[Start of section]
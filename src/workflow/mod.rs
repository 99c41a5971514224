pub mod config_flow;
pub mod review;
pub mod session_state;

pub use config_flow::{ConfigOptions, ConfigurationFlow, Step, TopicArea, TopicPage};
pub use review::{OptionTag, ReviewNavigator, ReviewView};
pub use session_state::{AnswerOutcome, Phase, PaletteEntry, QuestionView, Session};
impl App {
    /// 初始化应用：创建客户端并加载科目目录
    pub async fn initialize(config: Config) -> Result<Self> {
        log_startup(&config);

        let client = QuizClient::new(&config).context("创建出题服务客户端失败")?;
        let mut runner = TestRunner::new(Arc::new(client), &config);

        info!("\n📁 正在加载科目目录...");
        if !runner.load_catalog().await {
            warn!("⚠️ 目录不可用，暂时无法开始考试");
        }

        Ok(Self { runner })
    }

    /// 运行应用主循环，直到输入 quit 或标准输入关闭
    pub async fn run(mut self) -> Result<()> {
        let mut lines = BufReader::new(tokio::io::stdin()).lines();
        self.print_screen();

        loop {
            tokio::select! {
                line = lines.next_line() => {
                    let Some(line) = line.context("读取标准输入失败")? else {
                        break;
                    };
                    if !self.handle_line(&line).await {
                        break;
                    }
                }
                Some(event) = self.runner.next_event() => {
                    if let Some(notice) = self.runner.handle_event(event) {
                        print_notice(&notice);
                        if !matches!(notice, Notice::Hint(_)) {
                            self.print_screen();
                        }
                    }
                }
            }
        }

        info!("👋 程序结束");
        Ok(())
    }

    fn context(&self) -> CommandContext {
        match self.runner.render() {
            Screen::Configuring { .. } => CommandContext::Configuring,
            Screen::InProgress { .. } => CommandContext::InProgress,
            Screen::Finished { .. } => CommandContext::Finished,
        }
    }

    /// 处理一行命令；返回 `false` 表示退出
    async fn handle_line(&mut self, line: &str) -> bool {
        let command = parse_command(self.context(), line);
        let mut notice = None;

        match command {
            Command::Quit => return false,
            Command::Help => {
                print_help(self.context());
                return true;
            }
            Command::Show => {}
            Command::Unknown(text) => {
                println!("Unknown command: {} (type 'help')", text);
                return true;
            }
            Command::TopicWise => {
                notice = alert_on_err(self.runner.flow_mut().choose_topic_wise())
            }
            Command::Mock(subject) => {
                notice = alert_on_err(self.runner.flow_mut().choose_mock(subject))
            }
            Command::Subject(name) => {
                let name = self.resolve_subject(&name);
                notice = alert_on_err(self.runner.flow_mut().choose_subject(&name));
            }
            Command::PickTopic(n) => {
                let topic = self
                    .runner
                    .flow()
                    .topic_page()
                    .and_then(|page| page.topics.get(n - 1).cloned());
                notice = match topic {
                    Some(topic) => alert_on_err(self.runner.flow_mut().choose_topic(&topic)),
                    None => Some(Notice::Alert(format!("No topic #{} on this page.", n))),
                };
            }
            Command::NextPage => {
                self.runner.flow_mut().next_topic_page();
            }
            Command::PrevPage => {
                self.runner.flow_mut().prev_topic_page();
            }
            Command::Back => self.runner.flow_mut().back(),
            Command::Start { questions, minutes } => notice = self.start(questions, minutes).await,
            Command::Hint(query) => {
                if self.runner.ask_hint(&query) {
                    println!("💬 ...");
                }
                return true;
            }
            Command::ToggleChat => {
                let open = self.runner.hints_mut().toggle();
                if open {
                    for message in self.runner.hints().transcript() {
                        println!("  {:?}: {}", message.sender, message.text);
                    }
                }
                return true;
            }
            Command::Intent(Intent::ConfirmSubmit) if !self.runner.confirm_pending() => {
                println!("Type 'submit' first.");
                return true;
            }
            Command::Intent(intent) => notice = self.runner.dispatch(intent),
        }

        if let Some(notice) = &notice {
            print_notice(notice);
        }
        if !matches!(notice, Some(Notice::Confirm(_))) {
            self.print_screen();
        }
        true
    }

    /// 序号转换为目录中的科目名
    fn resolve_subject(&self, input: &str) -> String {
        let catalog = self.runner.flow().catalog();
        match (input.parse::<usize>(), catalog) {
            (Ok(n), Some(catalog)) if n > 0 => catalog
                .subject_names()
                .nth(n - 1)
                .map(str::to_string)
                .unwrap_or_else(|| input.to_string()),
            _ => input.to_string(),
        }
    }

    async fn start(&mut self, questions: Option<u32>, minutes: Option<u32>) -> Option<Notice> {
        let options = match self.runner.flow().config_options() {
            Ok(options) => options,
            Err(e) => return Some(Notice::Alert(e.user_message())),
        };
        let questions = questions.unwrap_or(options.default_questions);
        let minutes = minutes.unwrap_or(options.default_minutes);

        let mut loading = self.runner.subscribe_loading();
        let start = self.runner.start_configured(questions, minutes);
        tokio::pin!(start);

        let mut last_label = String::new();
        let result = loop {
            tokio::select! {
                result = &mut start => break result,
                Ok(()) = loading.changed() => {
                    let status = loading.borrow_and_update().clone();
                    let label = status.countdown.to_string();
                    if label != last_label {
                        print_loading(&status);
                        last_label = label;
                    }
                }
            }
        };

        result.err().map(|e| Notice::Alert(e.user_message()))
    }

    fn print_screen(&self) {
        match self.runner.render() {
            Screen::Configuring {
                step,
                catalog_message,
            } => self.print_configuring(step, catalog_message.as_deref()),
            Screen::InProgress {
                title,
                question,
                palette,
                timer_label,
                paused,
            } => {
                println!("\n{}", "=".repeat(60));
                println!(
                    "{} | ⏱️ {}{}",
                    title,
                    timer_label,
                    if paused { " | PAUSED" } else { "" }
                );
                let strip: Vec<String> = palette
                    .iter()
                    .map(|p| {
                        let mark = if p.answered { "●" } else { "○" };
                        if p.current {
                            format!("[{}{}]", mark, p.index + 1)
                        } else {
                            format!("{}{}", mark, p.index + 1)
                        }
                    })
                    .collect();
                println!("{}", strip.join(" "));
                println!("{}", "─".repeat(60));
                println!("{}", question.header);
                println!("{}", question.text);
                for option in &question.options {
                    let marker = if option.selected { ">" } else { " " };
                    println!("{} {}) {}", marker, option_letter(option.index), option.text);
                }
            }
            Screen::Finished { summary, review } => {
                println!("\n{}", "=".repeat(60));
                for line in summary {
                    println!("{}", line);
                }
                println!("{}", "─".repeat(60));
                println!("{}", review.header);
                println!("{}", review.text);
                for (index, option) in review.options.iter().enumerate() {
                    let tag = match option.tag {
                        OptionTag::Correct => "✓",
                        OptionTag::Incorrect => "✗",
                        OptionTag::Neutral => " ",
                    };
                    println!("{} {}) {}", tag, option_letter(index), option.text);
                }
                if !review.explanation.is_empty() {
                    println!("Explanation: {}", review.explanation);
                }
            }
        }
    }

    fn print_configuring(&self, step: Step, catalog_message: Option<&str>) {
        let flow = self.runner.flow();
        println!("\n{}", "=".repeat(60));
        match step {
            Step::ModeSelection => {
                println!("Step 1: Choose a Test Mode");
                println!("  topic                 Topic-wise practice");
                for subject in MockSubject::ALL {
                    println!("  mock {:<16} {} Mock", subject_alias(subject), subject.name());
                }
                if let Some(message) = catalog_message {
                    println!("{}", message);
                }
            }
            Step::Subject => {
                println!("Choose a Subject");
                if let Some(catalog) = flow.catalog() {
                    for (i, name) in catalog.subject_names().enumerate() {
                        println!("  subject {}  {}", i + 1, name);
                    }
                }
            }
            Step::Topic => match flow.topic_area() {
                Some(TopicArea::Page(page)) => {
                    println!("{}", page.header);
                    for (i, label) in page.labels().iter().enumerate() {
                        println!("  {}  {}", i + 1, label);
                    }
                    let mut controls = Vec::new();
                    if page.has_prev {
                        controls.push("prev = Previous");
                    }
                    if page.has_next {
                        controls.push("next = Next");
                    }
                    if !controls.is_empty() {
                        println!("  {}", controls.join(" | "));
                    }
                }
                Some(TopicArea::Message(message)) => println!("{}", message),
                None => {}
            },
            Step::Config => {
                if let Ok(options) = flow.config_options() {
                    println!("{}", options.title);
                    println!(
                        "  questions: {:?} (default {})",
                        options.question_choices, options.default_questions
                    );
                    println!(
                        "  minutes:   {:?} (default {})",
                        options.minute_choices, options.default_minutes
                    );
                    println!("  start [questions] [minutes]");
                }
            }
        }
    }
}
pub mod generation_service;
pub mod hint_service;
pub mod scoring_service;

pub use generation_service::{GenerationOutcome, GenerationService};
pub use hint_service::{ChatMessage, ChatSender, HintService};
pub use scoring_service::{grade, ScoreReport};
[End of section]
[Start of section]
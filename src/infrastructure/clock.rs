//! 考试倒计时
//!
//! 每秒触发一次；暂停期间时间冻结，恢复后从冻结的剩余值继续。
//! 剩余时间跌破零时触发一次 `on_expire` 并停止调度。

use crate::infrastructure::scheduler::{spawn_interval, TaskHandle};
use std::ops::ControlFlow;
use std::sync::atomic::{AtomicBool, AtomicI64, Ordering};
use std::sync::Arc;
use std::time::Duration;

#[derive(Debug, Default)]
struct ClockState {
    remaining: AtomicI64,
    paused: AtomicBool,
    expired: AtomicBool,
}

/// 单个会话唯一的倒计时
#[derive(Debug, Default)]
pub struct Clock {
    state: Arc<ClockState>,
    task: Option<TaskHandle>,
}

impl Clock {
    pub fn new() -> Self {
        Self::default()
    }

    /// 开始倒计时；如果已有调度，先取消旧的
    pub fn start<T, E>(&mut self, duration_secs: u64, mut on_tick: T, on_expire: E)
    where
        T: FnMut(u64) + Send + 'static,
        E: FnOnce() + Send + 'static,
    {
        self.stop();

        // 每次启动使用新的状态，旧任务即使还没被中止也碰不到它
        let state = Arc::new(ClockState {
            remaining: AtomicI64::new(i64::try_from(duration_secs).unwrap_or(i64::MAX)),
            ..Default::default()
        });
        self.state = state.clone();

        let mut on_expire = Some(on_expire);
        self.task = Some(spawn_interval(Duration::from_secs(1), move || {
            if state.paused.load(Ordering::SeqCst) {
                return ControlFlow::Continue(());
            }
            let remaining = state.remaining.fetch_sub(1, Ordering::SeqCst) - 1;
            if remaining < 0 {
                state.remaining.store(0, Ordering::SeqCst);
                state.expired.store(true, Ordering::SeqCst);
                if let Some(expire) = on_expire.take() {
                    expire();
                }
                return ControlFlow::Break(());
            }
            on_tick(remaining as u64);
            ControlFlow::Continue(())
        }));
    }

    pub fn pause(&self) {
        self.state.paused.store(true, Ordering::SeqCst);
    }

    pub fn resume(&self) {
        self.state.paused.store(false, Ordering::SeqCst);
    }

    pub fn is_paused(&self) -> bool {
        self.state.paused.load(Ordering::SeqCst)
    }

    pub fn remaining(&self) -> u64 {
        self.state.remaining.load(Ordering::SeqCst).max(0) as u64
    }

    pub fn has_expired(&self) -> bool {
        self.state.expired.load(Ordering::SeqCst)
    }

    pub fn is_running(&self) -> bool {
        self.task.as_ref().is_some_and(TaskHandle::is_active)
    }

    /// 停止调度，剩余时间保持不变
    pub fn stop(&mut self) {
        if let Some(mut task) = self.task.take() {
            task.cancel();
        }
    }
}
[End of section]
Check each line of the data above for the word "join" and say how many lines have it. Give the number alone.

### SOLUTION
2